Start of TASK INPUT

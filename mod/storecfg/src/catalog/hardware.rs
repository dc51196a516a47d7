//! Static hardware provider/device catalog and its read-only index.
//!
//! The catalog is compiled-in reference data: providers own their
//! devices, country support is declared per provider. There is no
//! mutation API — lookups return views or borrows, never the ability
//! to change the constants.

use serde::{Deserialize, Serialize};

use super::normalize::{
    normalize_capability, normalize_country_code, normalize_device_class, normalize_model_code,
    normalize_provider_code,
};

/// A hardware vendor in the static catalog.
#[derive(Debug)]
pub struct Provider {
    pub provider_code: &'static str,
    pub display_name: &'static str,
    pub country_codes: &'static [&'static str],
    pub devices: &'static [Device],
}

/// A device model, owned by exactly one provider.
#[derive(Debug)]
pub struct Device {
    pub model_code: &'static str,
    pub device_class: &'static str,
    pub display_name: &'static str,
    pub capability_tags: &'static [&'static str],
}

/// The full set of capability tags devices can declare.
pub const CAPABILITIES: &[&str] = &[
    "COUNTER_CHECKOUT",
    "TABLESIDE_ORDERING",
    "EMV_NFC_PAYMENT",
    "FRONT_RECEIPT_PRINT",
    "KITCHEN_TICKET_PRINT",
    "KDS_PRODUCTION",
    "CASH_MANAGEMENT",
    "SELF_ORDER_KIOSK",
    "CUSTOMER_FACING_DISPLAY",
    "QUEUE_CALLING",
    "MENU_AD_SIGNAGE",
    "OFFLINE_TOLERANCE",
];

static HARDWARE_PROVIDERS: &[Provider] = &[
    Provider {
        provider_code: "TOAST",
        display_name: "Toast",
        country_codes: &["US", "CA"],
        devices: &[
            Device {
                model_code: "TOAST_FLEX_3",
                device_class: "POS_TERMINAL",
                display_name: "Toast Flex 3",
                capability_tags: &["COUNTER_CHECKOUT", "CUSTOMER_FACING_DISPLAY"],
            },
            Device {
                model_code: "TOAST_FLEX_3_WEDGE",
                device_class: "PAYMENT_TERMINAL",
                display_name: "Toast Flex 3 Wedge Reader",
                capability_tags: &["EMV_NFC_PAYMENT"],
            },
            Device {
                model_code: "TOAST_GO_2",
                device_class: "MOBILE_POS",
                display_name: "Toast Go 2",
                capability_tags: &["TABLESIDE_ORDERING", "EMV_NFC_PAYMENT"],
            },
            Device {
                model_code: "TOAST_TSP143",
                device_class: "RECEIPT_PRINTER",
                display_name: "Toast Star TSP143",
                capability_tags: &["FRONT_RECEIPT_PRINT"],
            },
            Device {
                model_code: "TOAST_KDS_22",
                device_class: "KDS",
                display_name: "Toast Kitchen Display 22in",
                capability_tags: &["KDS_PRODUCTION"],
            },
        ],
    },
    Provider {
        provider_code: "SQUARE",
        display_name: "Square",
        country_codes: &["US", "CA", "GB", "AU"],
        devices: &[
            Device {
                model_code: "SQUARE_REGISTER",
                device_class: "POS_TERMINAL",
                display_name: "Square Register",
                capability_tags: &["COUNTER_CHECKOUT", "CUSTOMER_FACING_DISPLAY"],
            },
            Device {
                model_code: "SQUARE_TERMINAL",
                device_class: "PAYMENT_TERMINAL",
                display_name: "Square Terminal",
                capability_tags: &["EMV_NFC_PAYMENT"],
            },
            Device {
                model_code: "SQUARE_RECEIPT_PRINTER",
                device_class: "RECEIPT_PRINTER",
                display_name: "Square Receipt Printer",
                capability_tags: &["FRONT_RECEIPT_PRINT"],
            },
            Device {
                model_code: "SQUARE_KITCHEN_PRINTER",
                device_class: "KITCHEN_PRINTER",
                display_name: "Square Kitchen Printer",
                capability_tags: &["KITCHEN_TICKET_PRINT"],
            },
        ],
    },
    Provider {
        provider_code: "SUNMI",
        display_name: "Sunmi",
        country_codes: &["US", "SG", "HK"],
        devices: &[
            Device {
                model_code: "SUNMI_T3_PRO",
                device_class: "POS_TERMINAL",
                display_name: "Sunmi T3 Pro",
                capability_tags: &["COUNTER_CHECKOUT"],
            },
            Device {
                model_code: "SUNMI_K2_KIOSK",
                device_class: "KIOSK",
                display_name: "Sunmi K2 Self-Order Kiosk",
                capability_tags: &["SELF_ORDER_KIOSK"],
            },
            Device {
                model_code: "SUNMI_CLOUD_PRINTER",
                device_class: "KITCHEN_PRINTER",
                display_name: "Sunmi Cloud Printer",
                capability_tags: &["KITCHEN_TICKET_PRINT"],
            },
        ],
    },
    Provider {
        provider_code: "CUSTOM",
        display_name: "Customer-Supplied",
        country_codes: &["US", "CA", "GB", "AU", "FR", "DE", "SG", "HK", "JP"],
        devices: &[
            Device {
                model_code: "WEB_DIGITAL_SIGNAGE",
                device_class: "DIGITAL_SIGNAGE",
                display_name: "Web Digital Signage",
                capability_tags: &["MENU_AD_SIGNAGE"],
            },
            Device {
                model_code: "WEB_QUEUE_SCREEN",
                device_class: "QUEUE_DISPLAY",
                display_name: "Web Queue Screen",
                capability_tags: &["QUEUE_CALLING"],
            },
            Device {
                model_code: "GENERIC_ANDROID_TABLET",
                device_class: "MOBILE_POS",
                display_name: "Generic Android Tablet",
                capability_tags: &["TABLESIDE_ORDERING"],
            },
            Device {
                model_code: "GENERIC_CASH_DRAWER",
                device_class: "CASH_DRAWER",
                display_name: "Generic Cash Drawer",
                capability_tags: &["CASH_MANAGEMENT"],
            },
            Device {
                model_code: "GENERIC_LTE_ROUTER",
                device_class: "NETWORK",
                display_name: "Generic LTE Failover Router",
                capability_tags: &["OFFLINE_TOLERANCE"],
            },
        ],
    },
];

/// Read-only accessor for the hardware catalog.
pub fn hardware_providers() -> &'static [Provider] {
    HARDWARE_PROVIDERS
}

/// Whether `provider` may be sold into `country_code`.
/// An empty country passes everything through.
pub fn is_country_allowed(provider: &Provider, country_code: &str) -> bool {
    country_code.is_empty() || provider.country_codes.iter().any(|c| *c == country_code)
}

/// Filters for [`list_hardware_catalog`]. All fields optional; empty
/// strings mean "no filter".
#[derive(Debug, Clone, Default, Deserialize)]
#[serde(rename_all = "camelCase", default)]
pub struct CatalogFilter {
    pub country_code: String,
    pub provider_code: String,
    pub capability: String,
    pub device_class: String,
}

/// A provider row in a catalog listing, with its device list already
/// filtered. Owned copy — the static catalog is never handed out
/// mutably.
#[derive(Debug, Clone, Serialize)]
#[serde(rename_all = "camelCase")]
pub struct ProviderView {
    pub provider_code: String,
    pub display_name: String,
    pub country_codes: Vec<String>,
    pub devices: Vec<DeviceView>,
}

#[derive(Debug, Clone, Serialize)]
#[serde(rename_all = "camelCase")]
pub struct DeviceView {
    pub model_code: String,
    pub device_class: String,
    pub display_name: String,
    pub capability_tags: Vec<String>,
}

impl DeviceView {
    fn from_device(device: &Device) -> Self {
        Self {
            model_code: device.model_code.to_string(),
            device_class: device.device_class.to_string(),
            display_name: device.display_name.to_string(),
            capability_tags: device.capability_tags.iter().map(|t| t.to_string()).collect(),
        }
    }
}

/// List the catalog, filtered by country, provider, capability and
/// device class. Providers with no matching device are dropped.
pub fn list_hardware_catalog(filter: &CatalogFilter) -> Vec<ProviderView> {
    let country = normalize_country_code(&filter.country_code, "");
    let provider_code = normalize_provider_code(&filter.provider_code);
    let capability = normalize_capability(&filter.capability);
    let device_class = normalize_device_class(&filter.device_class);

    hardware_providers()
        .iter()
        .filter(|provider| {
            (provider_code.is_empty() || provider.provider_code == provider_code)
                && is_country_allowed(provider, &country)
        })
        .filter_map(|provider| {
            let devices: Vec<DeviceView> = provider
                .devices
                .iter()
                .filter(|device| {
                    (device_class.is_empty() || device.device_class == device_class)
                        && (capability.is_empty()
                            || device.capability_tags.iter().any(|t| *t == capability))
                })
                .map(DeviceView::from_device)
                .collect();

            if devices.is_empty() {
                return None;
            }
            Some(ProviderView {
                provider_code: provider.provider_code.to_string(),
                display_name: provider.display_name.to_string(),
                country_codes: provider.country_codes.iter().map(|c| c.to_string()).collect(),
                devices,
            })
        })
        .collect()
}

/// Exact provider/model lookup. Used for validation, not filtering.
pub fn find_catalog_device(
    provider_code: &str,
    model_code: &str,
) -> Option<(&'static Provider, &'static Device)> {
    let provider_code = normalize_provider_code(provider_code);
    let model_code = normalize_model_code(model_code);
    if provider_code.is_empty() || model_code.is_empty() {
        return None;
    }

    let provider = hardware_providers()
        .iter()
        .find(|p| p.provider_code == provider_code)?;
    let device = provider.devices.iter().find(|d| d.model_code == model_code)?;
    Some((provider, device))
}

#[cfg(test)]
mod tests {
    use super::*;

    #[test]
    fn filter_by_country_provider_capability() {
        let rows = list_hardware_catalog(&CatalogFilter {
            country_code: "US".into(),
            provider_code: "TOAST".into(),
            capability: "KDS_PRODUCTION".into(),
            ..Default::default()
        });

        assert_eq!(rows.len(), 1);
        assert_eq!(rows[0].provider_code, "TOAST");
        assert!(!rows[0].devices.is_empty());
        assert!(rows[0]
            .devices
            .iter()
            .all(|d| d.capability_tags.contains(&"KDS_PRODUCTION".to_string())));
    }

    #[test]
    fn country_filter_drops_unsupported_providers() {
        let rows = list_hardware_catalog(&CatalogFilter {
            country_code: "FR".into(),
            ..Default::default()
        });
        assert!(rows.iter().all(|p| p.provider_code == "CUSTOM"));
        assert!(!rows.is_empty());
    }

    #[test]
    fn device_class_filter() {
        let rows = list_hardware_catalog(&CatalogFilter {
            device_class: "receipt_printer".into(),
            ..Default::default()
        });
        assert!(!rows.is_empty());
        for provider in &rows {
            assert!(provider.devices.iter().all(|d| d.device_class == "RECEIPT_PRINTER"));
        }
    }

    #[test]
    fn find_device_is_case_insensitive() {
        let (provider, device) = find_catalog_device("square", "square_terminal").unwrap();
        assert_eq!(provider.provider_code, "SQUARE");
        assert_eq!(device.model_code, "SQUARE_TERMINAL");
    }

    #[test]
    fn find_device_unknown_returns_none() {
        assert!(find_catalog_device("TOAST", "NO_SUCH_MODEL").is_none());
        assert!(find_catalog_device("", "SQUARE_TERMINAL").is_none());
    }

    #[test]
    fn every_capability_tag_is_declared() {
        for provider in hardware_providers() {
            for device in provider.devices {
                for tag in device.capability_tags {
                    assert!(CAPABILITIES.contains(tag), "undeclared capability {tag}");
                }
            }
        }
    }
}
use serde::{Deserialize, Serialize};

/// Parameters for list/query operations.
#[derive(Debug, Clone, Deserialize)]
pub struct ListParams {
    /// Maximum number of results to return.
    #[serde(default = "default_limit")]
    pub limit: usize,

    /// Offset for pagination.
    #[serde(default)]
    pub offset: usize,
}

fn default_limit() -> usize {
    50
}

impl Default for ListParams {
    fn default() -> Self {
        Self {
            limit: default_limit(),
            offset: 0,
        }
    }
}

/// Result wrapper for list operations.
#[derive(Debug, Clone, Serialize)]
pub struct ListResult<T: Serialize> {
    pub items: Vec<T>,
    pub total: usize,
}

/// Generate a new random ID (UUIDv4, no dashes).
pub fn new_id() -> String {
    uuid::Uuid::new_v4().to_string().replace('-', "")
}

/// Get the current time as an RFC 3339 string.
pub fn now_rfc3339() -> String {
    chrono::Utc::now().to_rfc3339()
}

/// Merge a JSON patch into a base value.
///
/// For each key in `patch`:
/// - If the value is `null`, the key is removed from `base`.
/// - Otherwise, the key is set to the patch value.
///
/// This follows RFC 7386 (JSON Merge Patch) semantics and is used by
/// PATCH endpoints to apply partial document updates. Note this is
/// distinct from the settings cascade merge in the storecfg module,
/// where `null` overrides win instead of deleting.
pub fn merge_patch(
    base: &mut serde_json::Value,
    patch: &serde_json::Value,
) {
    if let (Some(base_obj), Some(patch_obj)) = (base.as_object_mut(), patch.as_object()) {
        for (key, value) in patch_obj {
            if value.is_null() {
                base_obj.remove(key);
            } else if value.is_object() {
                // Recursively merge nested objects.
                let entry = base_obj
                    .entry(key.clone())
                    .or_insert_with(|| serde_json::Value::Object(serde_json::Map::new()));
                merge_patch(entry, value);
            } else {
                base_obj.insert(key.clone(), value.clone());
            }
        }
    } else {
        *base = patch.clone();
    }
}
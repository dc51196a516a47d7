//! Provider-priority resolution and capability/device-class → role
//! mapping. Both tables are compiled-in constants; they are not
//! user-configurable.

use super::normalize::{
    normalize_capability, normalize_device_class, normalize_provider_code, to_unique_uppercase,
};

/// System default provider order, appended after any caller-supplied
/// priority list.
pub const DEFAULT_PROVIDER_PRIORITY: &[&str] = &["TOAST", "SQUARE", "CUSTOM"];

/// Role a device fills in a store layout when nothing more specific
/// applies.
pub const GENERIC_ROLE: &str = "GENERIC_DEVICE";

const DEVICE_CLASS_ROLE_MAP: &[(&str, &str)] = &[
    ("POS_TERMINAL", "FRONT_COUNTER_POS"),
    ("MOBILE_POS", "TABLESIDE_MOBILE_POS"),
    ("PAYMENT_TERMINAL", "PAYMENT_TERMINAL"),
    ("RECEIPT_PRINTER", "FRONT_RECEIPT_PRINTER"),
    ("KITCHEN_PRINTER", "KITCHEN_PRINTER"),
    ("KDS", "KDS_SCREEN"),
    ("CASH_DRAWER", "CASH_DRAWER"),
    ("KIOSK", "SELF_ORDER_KIOSK"),
    ("CUSTOMER_DISPLAY", "CUSTOMER_DISPLAY"),
    ("QUEUE_DISPLAY", "QUEUE_DISPLAY"),
    ("DIGITAL_SIGNAGE", "DIGITAL_SIGNAGE"),
    ("NETWORK", "NETWORK_INFRA"),
    ("OTHER", GENERIC_ROLE),
];

const CAPABILITY_ROLE_HINTS: &[(&str, &str)] = &[
    ("COUNTER_CHECKOUT", "FRONT_COUNTER_POS"),
    ("TABLESIDE_ORDERING", "TABLESIDE_MOBILE_POS"),
    ("EMV_NFC_PAYMENT", "PAYMENT_TERMINAL"),
    ("FRONT_RECEIPT_PRINT", "FRONT_RECEIPT_PRINTER"),
    ("KITCHEN_TICKET_PRINT", "KITCHEN_PRINTER"),
    ("KDS_PRODUCTION", "KDS_SCREEN"),
    ("CASH_MANAGEMENT", "CASH_DRAWER"),
    ("SELF_ORDER_KIOSK", "SELF_ORDER_KIOSK"),
    ("CUSTOMER_FACING_DISPLAY", "CUSTOMER_DISPLAY"),
    ("QUEUE_CALLING", "QUEUE_DISPLAY"),
    ("MENU_AD_SIGNAGE", "DIGITAL_SIGNAGE"),
    ("OFFLINE_TOLERANCE", "NETWORK_INFRA"),
];

fn table_lookup(
    table: &'static [(&'static str, &'static str)],
    key: &str,
) -> Option<&'static str> {
    table.iter().find(|(k, _)| *k == key).map(|(_, role)| *role)
}

/// Resolve a provider priority order: the caller's list (normalized,
/// de-duplicated, order preserved) followed by the system defaults as
/// a fallback tail.
pub fn resolve_provider_priority<S: AsRef<str>>(custom: &[S]) -> Vec<String> {
    let mut priority: Vec<String> = to_unique_uppercase(custom)
        .into_iter()
        .map(|code| normalize_provider_code(&code))
        .filter(|code| !code.is_empty())
        .collect();
    for code in DEFAULT_PROVIDER_PRIORITY {
        if !priority.iter().any(|c| c == code) {
            priority.push((*code).to_string());
        }
    }
    priority
}

/// Map a capability (preferred) or device class to the canonical role
/// key. Falls back to [`GENERIC_ROLE`].
pub fn resolve_role_key(capability: &str, device_class: &str) -> String {
    if let Some(role) = table_lookup(CAPABILITY_ROLE_HINTS, &normalize_capability(capability)) {
        return role.to_string();
    }
    table_lookup(DEVICE_CLASS_ROLE_MAP, &normalize_device_class(device_class))
        .unwrap_or(GENERIC_ROLE)
        .to_string()
}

End of TASK INPUT

**EXERCISE AIM:** Give back, exactly as written, the stretch from the line with "let device_class = normalize_device_class(&filter.device_class);" through the line with "(device_class.is_empty() || device.device_class", and no other lines from the records above.

**SOLUTION FOR THIS EXERCISE:**
    let device_class = normalize_device_class(&filter.device_class);

    hardware_providers()
        .iter()
        .filter(|provider| {
            (provider_code.is_empty() || provider.provider_code == provider_code)
                && is_country_allowed(provider, &country)
        })
        .filter_map(|provider| {
            let devices: Vec<DeviceView> = provider
                .devices
                .iter()
                .filter(|device| {
                    (device_class.is_empty() || device.device_class == device_class)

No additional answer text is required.